On Wednesday, less than four months after Michael Bloomberg got into the 2020 Democratic race, he ended his campaign after a hugely disappointing showing on Super Tuesday.
This is a very good thing for democracy.
To be clear: I have nothing against Bloomberg personally. But his campaign was a massively important test case of whether a hugely rich person can simply step into a race for president and, by dint of his unlimited wealth, secure a party nomination solely on the back of slickly produced — and ubiquitous — TV ads.
Simply put: Had Bloomberg become the party nominee, we would have seen a lot more billionaires thinking to themselves: “Hey, I can do this. Heck, I should do this.” His utter defeat — he won nine delegates (and counting) and all of them in American Samoa so far — suggest very strongly that there is more to running for president than just being rich and buying hundreds of millions of dollars in TV ad time.
Consider the massive scope of Bloomberg’s spending.
In the approximately 118 days he was in the race, he dropped at least $570 million of his own money on the campaign — including $234 million in Super Tuesday states alone. A quick bit of math shows that Bloomberg spent more than $4.8 million a day in the race. Or looked at differently, Bloomberg spent more than $63 million for each of the delegates he has won so far. (Nota bene: Once all delegates from Super Tuesday are allocated, Bloomberg will wind up with more delegates. But not a ton more.)
And given that Bloomberg’s net worth is over $60 billion, he could have kept spending at exactly this rate — or even higher — without any appreciable dent in his fortune. And there is no one in the field who could have come even close to that sort of spending.
But what Super Tuesday — and the several weeks leading up to it — seem to prove is that billions in net worth and hundreds of millions in TV ads aren’t determinative in a presidential race. Not even close. (Former Vice President Joe Biden, who chalked up nine state victories on Super Tuesday, spent $2.2 million on ads, less than 1/100th of Bloomberg’s spending.)
What doomed Bloomberg was the fact that he couldn’t get away with just doing TV ads. After the Democratic National Committee changes its debate rules for the pre-Nevada and pre-South Carolina gathering, Bloomberg made the stage. And he bombed.
Bloomberg’s performance in the Las Vegas debate was shockingly bad — a toxic combination of woodenness and snarkiness that left voters looking for an alternative to Biden or Vermont Sen. Bernie Sanders sorely disappointed. In the next debate, the following week in Charleston, South Carolina, the contrast between “TV ad Bloomberg” and “Actual Bloomberg” was even more striking due to the fact that at every commercial during the debate there was at least one Bloomberg commercial running. The difference between the two was unmistakable: TV Bloomberg was a solid, proven and capable leader. Actual Bloomberg was halting, uncertain and, at times, just plain nasty to his competitors.
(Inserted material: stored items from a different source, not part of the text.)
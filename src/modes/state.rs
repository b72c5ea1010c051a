//! Game state and the read-only views handed to listeners and hosts.
//!
//! ## GameState
//!
//! Owned by exactly one `GameMode`. Holds the phase, the running score and
//! the pending question.
//!
//! ## GameSnapshot
//!
//! A detached copy of the state plus mode-specific extras. Listeners
//! receive one after every phase change and, in Time mode, every tick.

use serde::{Deserialize, Serialize};
use smallvec::SmallVec;

use super::kind::ModeKind;
use crate::core::{Country, Region};

/// State-machine phase of a mode.
#[derive(Clone, Copy, Debug, Default, PartialEq, Eq, Hash, Serialize, Deserialize)]
pub enum Phase {
    /// Not started, or finished.
    #[default]
    Idle,
    /// Waiting for the catalog, or reset and about to restart.
    Loading,
    /// Time mode: waiting for `begin_game`.
    Ready,
    /// Region mode: waiting for `select_region`.
    RegionSelection,
    /// A question is pending.
    Question,
    /// The pending question has been answered.
    Result,
}

/// Running score. `total == correct + incorrect` always holds.
#[derive(Clone, Copy, Debug, Default, PartialEq, Eq, Serialize, Deserialize)]
pub struct Score {
    pub correct: u32,
    pub incorrect: u32,
    pub total: u32,
}

impl Score {
    /// Count one answer.
    pub fn record(&mut self, correct: bool) {
        if correct {
            self.correct += 1;
        } else {
            self.incorrect += 1;
        }
        self.total += 1;
    }

    /// Correct answers as a rounded percentage of all answers (0 if none).
    #[must_use]
    pub fn percentage(&self) -> u32 {
        rounded_percent(self.correct as usize, self.total as usize)
    }
}

pub(crate) fn rounded_percent(part: usize, whole: usize) -> u32 {
    if whole == 0 {
        return 0;
    }
    let pct = (part * 200 + whole) / (2 * whole);
    u32::try_from(pct).unwrap_or(u32::MAX)
}

/// A choice offered to the player.
#[derive(Clone, Debug, PartialEq, Eq, Serialize, Deserialize)]
#[serde(tag = "kind", content = "value", rename_all = "snake_case")]
pub enum Answer {
    /// Flag questions: pick the country.
    Country(Country),
    /// Capital questions: pick the capital.
    Capital(String),
}

impl Answer {
    /// Same answer: countries by name, capitals by exact string.
    #[must_use]
    pub fn matches(&self, other: &Answer) -> bool {
        match (self, other) {
            (Answer::Country(a), Answer::Country(b)) => a.same_as(b),
            (Answer::Capital(a), Answer::Capital(b)) => a == b,
            _ => false,
        }
    }

    /// Text shown on the option button.
    #[must_use]
    pub fn label(&self) -> &str {
        match self {
            Answer::Country(country) => &country.name,
            Answer::Capital(capital) => capital,
        }
    }
}

impl From<Country> for Answer {
    fn from(country: Country) -> Self {
        Answer::Country(country)
    }
}

/// Option list; four slots inline.
pub type Options = SmallVec<[Answer; 4]>;

/// Mutable state of one mode instance.
#[derive(Clone, Debug, Default, PartialEq, Eq, Serialize, Deserialize)]
pub struct GameState {
    pub phase: Phase,
    pub score: Score,
    /// The country the question is about.
    pub current_question: Option<Country>,
    /// Shuffled choices, exactly one matching `correct_answer`.
    pub options: Options,
    pub correct_answer: Option<Answer>,
    /// Guards against scoring the same question twice.
    pub is_answered: bool,
}

impl GameState {
    /// Drop the pending question and zero the score. Phase is untouched.
    pub(crate) fn clear(&mut self) {
        self.score = Score::default();
        self.current_question = None;
        self.options.clear();
        self.correct_answer = None;
        self.is_answered = false;
    }
}

/// Mode-specific fields reported alongside the shared state.
#[derive(Clone, Debug, PartialEq, Eq, Serialize, Deserialize)]
#[serde(tag = "kind", rename_all = "snake_case")]
pub enum ModeExtras {
    Classic {
        total_countries: usize,
        used_countries: usize,
    },
    Time {
        time_left: u32,
        time_limit: u32,
        is_active: bool,
        total_countries: usize,
    },
    Survival {
        lives: u32,
        max_lives: u32,
    },
    Region {
        selected_region: Option<Region>,
        total_countries: usize,
        used_countries: usize,
    },
    Capital {
        total_countries: usize,
        used_countries: usize,
    },
    Flags {
        total_countries: usize,
    },
    Learning {
        current_index: usize,
        total_countries: usize,
    },
}

/// Immutable copy of a mode's state delivered to listeners.
#[derive(Clone, Debug, PartialEq, Eq, Serialize, Deserialize)]
pub struct GameSnapshot {
    pub mode: ModeKind,
    #[serde(flatten)]
    pub state: GameState,
    pub extras: ModeExtras,
}

impl GameSnapshot {
    #[must_use]
    pub fn phase(&self) -> Phase {
        self.state.phase
    }

    /// Seconds left, Time mode only.
    #[must_use]
    pub fn time_left(&self) -> Option<u32> {
        match self.extras {
            ModeExtras::Time { time_left, .. } => Some(time_left),
            _ => None,
        }
    }
}

/// End-of-turn / end-of-game summary.
#[derive(Clone, Debug, PartialEq, Eq, Serialize, Deserialize)]
pub struct GameStats {
    pub mode: ModeKind,
    pub score: Score,
    /// Rounded percent correct; progress through the catalog in Learning.
    pub percentage: u32,
    pub is_finished: bool,
    pub extras: ModeExtras,
}

/// How an answer was judged.
#[derive(Clone, Copy, Debug, PartialEq, Eq, Serialize, Deserialize)]
pub enum Verdict {
    Correct,
    Incorrect,
    /// Learning mode does not judge answers.
    Unscored,
}

/// Result of a successful `answer_question`.
#[derive(Clone, Debug, PartialEq, Eq, Serialize, Deserialize)]
pub struct AnswerOutcome {
    pub verdict: Verdict,
    pub correct_answer: Answer,
    pub selected: Answer,
}

impl AnswerOutcome {
    #[must_use]
    pub fn is_correct(&self) -> bool {
        self.verdict == Verdict::Correct
    }
}

/// Learning mode traversal progress.
#[derive(Clone, Copy, Debug, PartialEq, Eq, Serialize, Deserialize)]
pub struct Progress {
    pub current: usize,
    pub total: usize,
    pub percentage: u32,
}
That gap — coupled with Biden’s remarkable turnaround in the race after his victory in South Carolina — ensured that Bloomberg would underperform on Super Tuesday. And knowing Bloomberg’s data-driven approach to, well, everything, his decision to both get out of the race and to endorse Biden makes perfect sense.
Whether you like Biden or Bloomberg or Sanders (or Massachusetts Sen. Elizabeth Warren), you should be able to see the greater good in the failure of the billionaire businessman to use his overwhelming wealth to win. If democracy is simply about spending the most money on your campaign, if people are that easily swayed by good-looking TV ads (and Bloomberg’s ads were very good), then we are in a very dark place. It should be harder than that to win. It should be more about what you’ve done (and what you will do) than what you have.
While the focus will be on what Bloomberg spent — and how he seemingly wasted it — that sort of misses the big point here. Bloomberg is so wealthy that he could spend what he spent in this race every four years and never run out of money (or close to it.) The bigger takeaway is that money alone can’t win you a presidential nomination. That there’s more to it than that. And that is, ultimately, a very good sign for a healthy democracy.